Transcribe every entry word for word.

(Dataset items)

——

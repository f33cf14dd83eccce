//! Page fetching and prefetch warming on top of the blocking client.

use crate::client::Http11Client;
use crate::client::HttpClientConfig;
use crate::decode::decode_body;
use crate::http::HttpMethod;
use crate::http::HttpRequest;
use crate::http::HttpResponse;
use crate::http::HttpStatusCode;
use crate::url::PageUrl;
use hop_core::HopError;
use hop_core::HopResult;
use std::collections::HashMap;
use std::future::Future;
use std::pin::Pin;
use std::sync::Arc;
use std::sync::Mutex;

const ACCEPT_DOCUMENT: &str = "text/html,application/xhtml+xml;q=0.9,*/*;q=0.8";
const ACCEPT_LANGUAGE: &str = "en-US,en;q=0.8";
const ACCEPT_ENCODING: &str = "gzip, deflate, br";
const MAX_WARMED_PAGES: usize = 64;

/// Response of a completed fetch, after redirects and charset decoding.
///
/// Non-2xx statuses are returned as-is; deciding whether they are fatal is
/// left to the caller.
#[derive(Debug, Clone, PartialEq, Eq)]
pub struct FetchedPage {
    pub url: PageUrl,
    pub status: HttpStatusCode,
    pub content_type: String,
    pub body: String,
}

impl FetchedPage {
    pub fn is_success(&self) -> bool {
        self.status.is_success()
    }
}

pub type FetchFuture<'a> = Pin<Box<dyn Future<Output = HopResult<FetchedPage>> + 'a>>;

/// Issues one GET per call. Implementations may suspend; the navigator polls
/// the returned future on its own thread.
pub trait PageFetcher {
    fn fetch<'a>(&'a self, url: &'a PageUrl) -> FetchFuture<'a>;
}

/// Low-priority cache warming. Fire-and-forget: outcomes are only logged.
pub trait Prefetcher {
    fn prefetch(&self, url: &PageUrl);
}

/// Marks why a request is sent, which changes only its headers.
#[derive(Debug, Clone, Copy, PartialEq, Eq)]
enum Purpose {
    Navigate,
    Prefetch,
}

/// Successful prefetch responses keyed by the requested URL. Each entry is
/// handed out once, to the next fetch of that URL.
#[derive(Debug, Clone, Default)]
struct WarmedPages {
    pages: Arc<Mutex<HashMap<PageUrl, FetchedPage>>>,
}

impl WarmedPages {
    /// Returns false when the store is full (or poisoned) and `page` was dropped.
    fn store(&self, url: &PageUrl, page: FetchedPage) -> bool {
        let Ok(mut pages) = self.pages.lock() else {
            return false;
        };
        let key = url.without_fragment();
        if pages.len() >= MAX_WARMED_PAGES && !pages.contains_key(&key) {
            return false;
        }
        pages.insert(key, page);
        true
    }

    fn take(&self, url: &PageUrl) -> Option<FetchedPage> {
        self.pages.lock().ok()?.remove(&url.without_fragment())
    }
}

#[derive(Debug, Clone)]
pub struct HttpPageFetcher {
    client: Arc<Http11Client>,
    warmed: WarmedPages,
}

impl HttpPageFetcher {
    pub fn new(config: HttpClientConfig) -> HopResult<Self> {
        Ok(Self {
            client: Arc::new(Http11Client::new(config)?),
            warmed: WarmedPages::default(),
        })
    }

    /// A prefetcher sharing this fetcher's client and warmed pages, so a
    /// navigation to a prefetched URL is answered without a second request.
    pub fn prefetcher(&self) -> HttpPrefetcher {
        HttpPrefetcher {
            client: Arc::clone(&self.client),
            warmed: self.warmed.clone(),
        }
    }

    /// Fetches on the calling thread.
    pub fn fetch_blocking(&self, url: &PageUrl) -> HopResult<FetchedPage> {
        fetch_page(&self.client, &self.warmed, url)
    }
}

impl PageFetcher for HttpPageFetcher {
    fn fetch<'a>(&'a self, url: &'a PageUrl) -> FetchFuture<'a> {
        let client = Arc::clone(&self.client);
        let warmed = self.warmed.clone();
        let url = url.clone();
        Box::pin(async move {
            tokio::task::spawn_blocking(move || fetch_page(&client, &warmed, &url))
                .await
                .map_err(|error| {
                    HopError::new(
                        "net.fetch.task_failed",
                        format!("fetch task did not complete: {error}"),
                    )
                })?
        })
    }
}

/// Built by [`HttpPageFetcher::prefetcher`].
#[derive(Debug, Clone)]
pub struct HttpPrefetcher {
    client: Arc<Http11Client>,
    warmed: WarmedPages,
}

impl Prefetcher for HttpPrefetcher {
    fn prefetch(&self, url: &PageUrl) {
        let Ok(runtime) = tokio::runtime::Handle::try_current() else {
            tracing::debug!(url = %url, "no async runtime available; prefetch skipped");
            return;
        };

        let client = Arc::clone(&self.client);
        let warmed = self.warmed.clone();
        let url = url.clone();
        // Detached: nobody awaits the handle.
        runtime.spawn_blocking(move || warm(&client, &warmed, &url));
    }
}

fn warm(client: &Http11Client, warmed: &WarmedPages, url: &PageUrl) {
    match fetch_following_redirects(client, url, Purpose::Prefetch) {
        Ok(page) if page.is_success() => {
            let bytes = page.body.len();
            if warmed.store(url, page) {
                tracing::debug!(url = %url, bytes, "prefetch warmed");
            } else {
                tracing::debug!(url = %url, "warmed page store full; prefetch discarded");
            }
        }
        Ok(page) => {
            tracing::warn!(url = %url, status = page.status.as_u16(), "prefetch rejected");
        }
        Err(error) => {
            tracing::warn!(url = %url, %error, "prefetch failed");
        }
    }
}

fn fetch_page(
    client: &Http11Client,
    warmed: &WarmedPages,
    url: &PageUrl,
) -> HopResult<FetchedPage> {
    if let Some(page) = warmed.take(url) {
        tracing::debug!(url = %url, "served from prefetch");
        return Ok(page);
    }
    fetch_following_redirects(client, url, Purpose::Navigate)
}

fn fetch_following_redirects(
    client: &Http11Client,
    url: &PageUrl,
    purpose: Purpose,
) -> HopResult<FetchedPage> {
    let max_redirects = client.config().max_redirects;
    let mut current = url.clone();

    for _ in 0..=max_redirects {
        let response = client.execute(build_request(&current, purpose)?)?;
        if !response.status.is_redirect() {
            return Ok(page_from_response(current, response));
        }

        let next = redirect_target(&current, &response)?;
        tracing::debug!(
            from = %current,
            to = %next,
            status = response.status.as_u16(),
            "following redirect"
        );
        current = next;
    }

    Err(HopError::new(
        "net.http.too_many_redirects",
        format!("`{url}` redirected more than {max_redirects} times"),
    ))
}

fn build_request(url: &PageUrl, purpose: Purpose) -> HopResult<HttpRequest> {
    let request = HttpRequest::new(HttpMethod::Get, url)?
        .with_header("Accept", ACCEPT_DOCUMENT)?
        .with_header("Accept-Language", ACCEPT_LANGUAGE)?
        .with_header("Accept-Encoding", ACCEPT_ENCODING)?;

    match purpose {
        Purpose::Navigate => Ok(request),
        Purpose::Prefetch => request.with_header("Sec-Purpose", "prefetch"),
    }
}

fn redirect_target(current: &PageUrl, response: &HttpResponse) -> HopResult<PageUrl> {
    let location = response.header("location").ok_or_else(|| {
        HopError::new(
            "net.http.redirect_location_missing",
            format!(
                "redirect status {} from `{current}` has no Location header",
                response.status.as_u16()
            ),
        )
    })?;
    current.join(location)
}

fn page_from_response(url: PageUrl, response: HttpResponse) -> FetchedPage {
    let content_type = response.content_type().to_owned();
    let body = decode_body(&response.body, &content_type);
    FetchedPage {
        url,
        status: response.status,
        content_type,
        body,
    }
}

——

Your response:
repository f33cf14dd83eccce
//! Page fetching and prefetch warming on top of the blocking client.

use crate::client::Http11Client;
use crate::client::HttpClientConfig;
use crate::decode::decode_body;
use crate::http::HttpMethod;
use crate::http::HttpRequest;
use crate::http::HttpResponse;
use crate::http::HttpStatusCode;
use crate::url::PageUrl;
use hop_core::HopError;
use hop_core::HopResult;
use std::collections::HashMap;
use std::future::Future;
use std::pin::Pin;
use std::sync::Arc;
use std::sync::Mutex;

const ACCEPT_DOCUMENT: &str = "text/html,application/xhtml+xml;q=0.9,*/*;q=0.8";
const ACCEPT_LANGUAGE: &str = "en-US,en;q=0.8";
const ACCEPT_ENCODING: &str = "gzip, deflate, br";
const MAX_WARMED_PAGES: usize = 64;

/// Response of a completed fetch, after redirects and charset decoding.
///
/// Non-2xx statuses are returned as-is; deciding whether they are fatal is
/// left to the caller.
#[derive(Debug, Clone, PartialEq, Eq)]
pub struct FetchedPage {
    pub url: PageUrl,
    pub status: HttpStatusCode,
    pub content_type: String,
    pub body: String,
}

impl FetchedPage {
    pub fn is_success(&self) -> bool {
        self.status.is_success()
    }
}

pub type FetchFuture<'a> = Pin<Box<dyn Future<Output = HopResult<FetchedPage>> + 'a>>;

/// Issues one GET per call. Implementations may suspend; the navigator polls
/// the returned future on its own thread.
pub trait PageFetcher {
    fn fetch<'a>(&'a self, url: &'a PageUrl) -> FetchFuture<'a>;
}

/// Low-priority cache warming. Fire-and-forget: outcomes are only logged.
pub trait Prefetcher {
    fn prefetch(&self, url: &PageUrl);
}

/// Marks why a request is sent, which changes only its headers.
#[derive(Debug, Clone, Copy, PartialEq, Eq)]
enum Purpose {
    Navigate,
    Prefetch,
}

/// Successful prefetch responses keyed by the requested URL. Each entry is
/// handed out once, to the next fetch of that URL.
#[derive(Debug, Clone, Default)]
struct WarmedPages {
    pages: Arc<Mutex<HashMap<PageUrl, FetchedPage>>>,
}

impl WarmedPages {
    /// Returns false when the store is full (or poisoned) and `page` was dropped.
    fn store(&self, url: &PageUrl, page: FetchedPage) -> bool {
        let Ok(mut pages) = self.pages.lock() else {
            return false;
        };
        let key = url.without_fragment();
        if pages.len() >= MAX_WARMED_PAGES && !pages.contains_key(&key) {
            return false;
        }
        pages.insert(key, page);
        true
    }

    fn take(&self, url: &PageUrl) -> Option<FetchedPage> {
        self.pages.lock().ok()?.remove(&url.without_fragment())
    }
}

#[derive(Debug, Clone)]
pub struct HttpPageFetcher {
    client: Arc<Http11Client>,
    warmed: WarmedPages,
}

impl HttpPageFetcher {
    pub fn new(config: HttpClientConfig) -> HopResult<Self> {
        Ok(Self {
            client: Arc::new(Http11Client::new(config)?),
            warmed: WarmedPages::default(),
        })
    }

    /// A prefetcher sharing this fetcher's client and warmed pages, so a
    /// navigation to a prefetched URL is answered without a second request.
    pub fn prefetcher(&self) -> HttpPrefetcher {
        HttpPrefetcher {
            client: Arc::clone(&self.client),
            warmed: self.warmed.clone(),
        }
    }

    /// Fetches on the calling thread.
    pub fn fetch_blocking(&self, url: &PageUrl) -> HopResult<FetchedPage> {
        fetch_page(&self.client, &self.warmed, url)
    }
}

impl PageFetcher for HttpPageFetcher {
    fn fetch<'a>(&'a self, url: &'a PageUrl) -> FetchFuture<'a> {
        let client = Arc::clone(&self.client);
        let warmed = self.warmed.clone();
        let url = url.clone();
        Box::pin(async move {
            tokio::task::spawn_blocking(move || fetch_page(&client, &warmed, &url))
                .await
                .map_err(|error| {
                    HopError::new(
                        "net.fetch.task_failed",
                        format!("fetch task did not complete: {error}"),
                    )
                })?
        })
    }
}

/// Built by [`HttpPageFetcher::prefetcher`].
#[derive(Debug, Clone)]
pub struct HttpPrefetcher {
    client: Arc<Http11Client>,
    warmed: WarmedPages,
}

impl Prefetcher for HttpPrefetcher {
    fn prefetch(&self, url: &PageUrl) {
        let Ok(runtime) = tokio::runtime::Handle::try_current() else {
            tracing::debug!(url = %url, "no async runtime available; prefetch skipped");
            return;
        };

        let client = Arc::clone(&self.client);
        let warmed = self.warmed.clone();
        let url = url.clone();
        // Detached: nobody awaits the handle.
        runtime.spawn_blocking(move || warm(&client, &warmed, &url));
    }
}

fn warm(client: &Http11Client, warmed: &WarmedPages, url: &PageUrl) {
    match fetch_following_redirects(client, url, Purpose::Prefetch) {
        Ok(page) if page.is_success() => {
            let bytes = page.body.len();
            if warmed.store(url, page) {
                tracing::debug!(url = %url, bytes, "prefetch warmed");
            } else {
                tracing::debug!(url = %url, "warmed page store full; prefetch discarded");
            }
        }
        Ok(page) => {
            tracing::warn!(url = %url, status = page.status.as_u16(), "prefetch rejected");
        }
        Err(error) => {
            tracing::warn!(url = %url, %error, "prefetch failed");
        }
    }
}

fn fetch_page(
    client: &Http11Client,
    warmed: &WarmedPages,
    url: &PageUrl,
) -> HopResult<FetchedPage> {
    if let Some(page) = warmed.take(url) {
        tracing::debug!(url = %url, "served from prefetch");
        return Ok(page);
    }
    fetch_following_redirects(client, url, Purpose::Navigate)
}

fn fetch_following_redirects(
    client: &Http11Client,
    url: &PageUrl,
    purpose: Purpose,
) -> HopResult<FetchedPage> {
    let max_redirects = client.config().max_redirects;
    let mut current = url.clone();

    for _ in 0..=max_redirects {
        let response = client.execute(build_request(&current, purpose)?)?;
        if !response.status.is_redirect() {
            return Ok(page_from_response(current, response));
        }

        let next = redirect_target(&current, &response)?;
        tracing::debug!(
            from = %current,
            to = %next,
            status = response.status.as_u16(),
            "following redirect"
        );
        current = next;
    }

    Err(HopError::new(
        "net.http.too_many_redirects",
        format!("`{url}` redirected more than {max_redirects} times"),
    ))
}

fn build_request(url: &PageUrl, purpose: Purpose) -> HopResult<HttpRequest> {
    let request = HttpRequest::new(HttpMethod::Get, url)?
        .with_header("Accept", ACCEPT_DOCUMENT)?
        .with_header("Accept-Language", ACCEPT_LANGUAGE)?
        .with_header("Accept-Encoding", ACCEPT_ENCODING)?;

    match purpose {
        Purpose::Navigate => Ok(request),
        Purpose::Prefetch => request.with_header("Sec-Purpose", "prefetch"),
    }
}

fn redirect_target(current: &PageUrl, response: &HttpResponse) -> HopResult<PageUrl> {
    let location = response.header("location").ok_or_else(|| {
        HopError::new(
            "net.http.redirect_location_missing",
            format!(
                "redirect status {} from `{current}` has no Location header",
                response.status.as_u16()
            ),
        )
    })?;
    current.join(location)
}

fn page_from_response(url: PageUrl, response: HttpResponse) -> FetchedPage {
    let content_type = response.content_type().to_owned();
    let body = decode_body(&response.body, &content_type);
    FetchedPage {
        url,
        status: response.status,
        content_type,
        body,
    }
}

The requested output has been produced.